#### What you are asked to do:
Extract, unchanged, every line from the top of the material below through the line with "of expressions, e.g.", and no more.

#### Data to examine:
use super::{
    super::lexer::{Token, TokenWithContext, Value},
    super::Context,
    super::Error,
    Interpreter, Op, Term,
};

use std::collections::BTreeMap;
use std::iter::{Iterator, Peekable};

/// An expression, like `5 == 6` or `logged_in == false`,
/// which when evaluated produces a single value, e.g. `true`.
#[derive(Debug, Clone, PartialEq)]
pub enum Expression {
    // Standard `5 + 6`-style expression.
    // It's recursive, so you can have something like `(5 + 6) / (1 - 5)`.
    Binary {
        left: Box<Expression>,
        op: Op,
        right: Box<Expression>,
    },

    Unary {
        op: Op,
        operand: Box<Expression>,
    },

    // Base case for recursive expression parsing, which evaluates to the value
    // of the term, e.g. `5` evaluates to `5` or `variable_name` evaluates to whatever
    // the variable is set to in the context.
    Term {
        term: Term,
    },

    // A list of expressions, e.g.
    // `[1, 2, variable, "hello world"]`
    //
    // The list is dynamically evaluated at runtime, so it can contain variables
    // and constants, as long as the variable is in scope.
    List {
        terms: Vec<Expression>,
    },

    // `["title" => "Home", "count" => 5]`
    Hash {
        pairs: Vec<(Expression, Expression)>,
    },

    // Call a method on a value, e.g. `name.upcase`, or a global
    // function when the term is the interpreter, e.g. `render("nav")`.
    Function {
        term: Box<Expression>,
        name: String,
        args: Vec<Expression>,
    },

    // `list[0]` or `hash["key"]`
    Index {
        term: Box<Expression>,
        index: Box<Expression>,
    },

    Interpreter,
}

impl Expression {
    /// Create new constant expression (term).
    pub fn constant(value: Value) -> Self {
        Self::Term {
            term: Term::constant(value),
        }
    }

    /// Create new variable expression (term).
    pub fn variable(variable: String) -> Self {
        Self::Term {
            term: Term::variable(variable),
        }
    }

    /// Evaluate the expression to a value given the context.
    pub fn evaluate(
        &self,
        context: &Context,
        interpreter: &mut dyn Interpreter,
    ) -> Result<Value, Error> {
        match self {
            Expression::Term { term } => match term.evaluate(context) {
                Ok(value) => Ok(value),

                // A bare name that isn't a variable could be a global
                // function called without arguments, e.g. `<%= csrf_token %>`.
                Err(Error::UndefinedVariable(name)) => {
                    match interpreter.call(term.name(), &[], context) {
                        Ok(value) => Ok(value),
                        Err(Error::UnknownMethod(_, "global")) => {
                            Err(Error::UndefinedVariable(name))
                        }
                        Err(err) => Err(err),
                    }
                }
                Err(err) => Err(err),
            },

            Expression::Binary { left, op, right } => {
                let left = left.evaluate(context, interpreter)?;

                // Short-circuit, so `user and user.admin` doesn't evaluate the right side.
                match op {
                    Op::And if !left.truthy() => return Ok(Value::Boolean(false)),
                    Op::Or if left.truthy() => return Ok(Value::Boolean(true)),
                    _ => (),
                }

                let right = right.evaluate(context, interpreter)?;
                Ok(op.evaluate_binary(&left, &right))
            }

            Expression::Unary { op, operand } => {
                let operand = operand.evaluate(context, interpreter)?;
                Ok(op.evaluate_unary(&operand))
            }

            Expression::List { terms } => {
                let mut list = vec![];
                for term in terms {
                    list.push(term.evaluate(context, interpreter)?);
                }
                Ok(Value::List(list))
            }

            Expression::Hash { pairs } => {
                let mut hash = BTreeMap::new();
                for (key, value) in pairs {
                    let key = key.evaluate(context, interpreter)?.to_string();
                    let value = value.evaluate(context, interpreter)?;
                    hash.insert(key, value);
                }
                Ok(Value::Hash(hash))
            }

            Expression::Index { term, index } => {
                let value = term.evaluate(context, interpreter)?;
                let index = index.evaluate(context, interpreter)?;
                Ok(value.index(&index))
            }

            Expression::Function { term, name, args } => {
                let global = matches!(**term, Expression::Interpreter);

                // Allow to pass undefined variables to `default`.
                // Typically that's not great, but the purpose of this function
                // is to catch such cases and replace with a default value (presumably defined).
                let allow_undefined = global && name == "default";

                let args = args
                    .iter()
                    .map(|arg| match arg.evaluate(context, interpreter) {
                        Err(Error::UndefinedVariable(_)) if allow_undefined => Ok(Value::Null),
                        result => result,
                    })
                    .collect::<Result<Vec<Value>, Error>>()?;

                if global {
                    interpreter.call(name, &args, context)
                } else {
                    term.evaluate(context, interpreter)?.call(name, &args)
                }
            }

            Expression::Interpreter => Ok(Value::Null),
        }
    }

    fn term(iter: &mut Peekable<impl Iterator<Item = TokenWithContext>>) -> Result<Self, Error> {
        let next = iter.next().ok_or(Error::Eof("expression"))?;

        let expr = match next.token() {
            Token::Not => {
                return Ok(Expression::Unary {
                    op: Op::Not,
                    operand: Box::new(Self::term(iter)?),
                })
            }

            Token::Minus => {
                return Ok(Expression::Unary {
                    op: Op::Sub,
                    operand: Box::new(Self::term(iter)?),
                })
            }

            Token::Plus => {
                return Ok(Expression::Unary {
                    op: Op::Add,
                    operand: Box::new(Self::term(iter)?),
                })
            }

            Token::RoundBracketStart => {
                let expr = Self::parse(iter)?;
                Self::expect(iter, Token::RoundBracketEnd)?;
                expr
            }

            Token::Variable(name) => match iter.peek().map(|t| t.token()) {
                Some(Token::RoundBracketStart) => Expression::Function {
                    term: Box::new(Expression::Interpreter),
                    args: Self::args(iter)?,
                    name,
                },
                _ => Self::variable(name),
            },

            Token::Value(value) => Self::constant(value),

            Token::SquareBracketStart => Self::collection(iter)?,

            _ => return Err(Error::ExpressionSyntax(next)),
        };

        Self::accessor(expr, iter)
    }

    // List or hash literal, the opening bracket is already consumed.
    fn collection(iter: &mut Peekable<impl Iterator<Item = TokenWithContext>>) -> Result<Self, Error> {
        let mut terms = vec![];
        let mut pairs = vec![];

        if iter.peek().map(|t| t.token()) == Some(Token::SquareBracketEnd) {
            let _ = iter.next();
            return Ok(Expression::List { terms });
        }

        loop {
            let expr = Self::parse(iter)?;
            let mut next = iter.next().ok_or(Error::Eof("list"))?;

            if next.token() == Token::Arrow {
                if !terms.is_empty() {
                    return Err(Error::ExpressionSyntax(next));
                }

                pairs.push((expr, Self::parse(iter)?));
                next = iter.next().ok_or(Error::Eof("hash"))?;
            } else if !pairs.is_empty() {
                return Err(Error::ExpressionSyntax(next));
            } else {
                terms.push(expr);
            }

            match next.token() {
                Token::SquareBracketEnd => break,
                Token::Comma => continue,
                _ => return Err(Error::ExpressionSyntax(next)),
            }
        }

        if pairs.is_empty() {
            Ok(Expression::List { terms })
        } else {
            Ok(Expression::Hash { pairs })
        }
    }

    // Function call arguments, e.g. `("nav", ["active" => true])`.
    fn args(iter: &mut Peekable<impl Iterator<Item = TokenWithContext>>) -> Result<Vec<Self>, Error> {
        Self::expect(iter, Token::RoundBracketStart)?;

        let mut args = vec![];

        if iter.peek().map(|t| t.token()) == Some(Token::RoundBracketEnd) {
            let _ = iter.next();
            return Ok(args);
        }

        loop {
            args.push(Self::parse(iter)?);

            let next = iter.next().ok_or(Error::Eof("function arguments"))?;
            match next.token() {
                Token::Comma => continue,
                Token::RoundBracketEnd => break,
                _ => return Err(Error::WrongToken(next, Token::RoundBracketEnd)),
            }
        }

        Ok(args)
    }

    fn accessor(
        mut expr: Self,
        iter: &mut Peekable<impl Iterator<Item = TokenWithContext>>,
    ) -> Result<Self, Error> {
        loop {
            let accessor = iter.peek().map(|t| t.token());

            expr = match accessor {
                Some(Token::Dot) => {
                    let _ = iter.next();
                    let name = iter.next().ok_or(Error::Eof("accessor name"))?;
                    let name = match name.token() {
                        Token::Variable(name) => name,
                        Token::Value(Value::Integer(n)) => n.to_string(),
                        _ => return Err(Error::ExpressionSyntax(name)),
                    };

                    let args = match iter.peek().map(|t| t.token()) {
                        Some(Token::RoundBracketStart) => Self::args(iter)?,
                        _ => vec![],
                    };

                    Expression::Function {
                        term: Box::new(expr),
                        name,
                        args,
                    }
                }

                Some(Token::SquareBracketStart) => {
                    let _ = iter.next();
                    let index = Self::parse(iter)?;
                    Self::expect(iter, Token::SquareBracketEnd)?;

                    Expression::Index {
                        term: Box::new(expr),
                        index: Box::new(index),
                    }
                }

                Some(_) | None => return Ok(expr),
            };
        }
    }

    fn expect(
        iter: &mut Peekable<impl Iterator<Item = TokenWithContext>>,
        token: Token,
    ) -> Result<(), Error> {
        let next = iter.next().ok_or(Error::Eof("expression"))?;

        if next.token() == token {
            Ok(())
        } else {
            Err(Error::WrongToken(next, token))
        }
    }

    // Precedence climbing: keep folding operators that bind
    // tighter than `limit` into the left side.
    fn binary(
        iter: &mut Peekable<impl Iterator<Item = TokenWithContext>>,
        limit: u8,
    ) -> Result<Self, Error> {
        let mut left = Self::term(iter)?;

        loop {
            let op = match iter.peek().and_then(|t| Op::from_token(t.token())) {
                Some(op) if op.binary() && op.precedence() < limit => op,
                _ => return Ok(left),
            };

            let _ = iter.next();
            let right = Self::binary(iter, op.precedence())?;

            left = Expression::Binary {
                left: Box::new(left),
                op,
                right: Box::new(right),
            };
        }
    }

    /// Recursively parse the expression.
    ///
    /// Consumes language tokens automatically.
    pub fn parse(
        iter: &mut Peekable<impl Iterator<Item = TokenWithContext>>,
    ) -> Result<Self, Error> {
        Self::binary(iter, u8::MAX)
    }
}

#### Solved problem:
use super::{
    super::lexer::{Token, TokenWithContext, Value},
    super::Context,
    super::Error,
    Interpreter, Op, Term,
};

use std::collections::BTreeMap;
use std::iter::{Iterator, Peekable};

/// An expression, like `5 == 6` or `logged_in == false`,
/// which when evaluated produces a single value, e.g. `true`.
#[derive(Debug, Clone, PartialEq)]
pub enum Expression {
    // Standard `5 + 6`-style expression.
    // It's recursive, so you can have something like `(5 + 6) / (1 - 5)`.
    Binary {
        left: Box<Expression>,
        op: Op,
        right: Box<Expression>,
    },

    Unary {
        op: Op,
        operand: Box<Expression>,
    },

    // Base case for recursive expression parsing, which evaluates to the value
    // of the term, e.g. `5` evaluates to `5` or `variable_name` evaluates to whatever
    // the variable is set to in the context.
    Term {
        term: Term,
    },

    // A list of expressions, e.g.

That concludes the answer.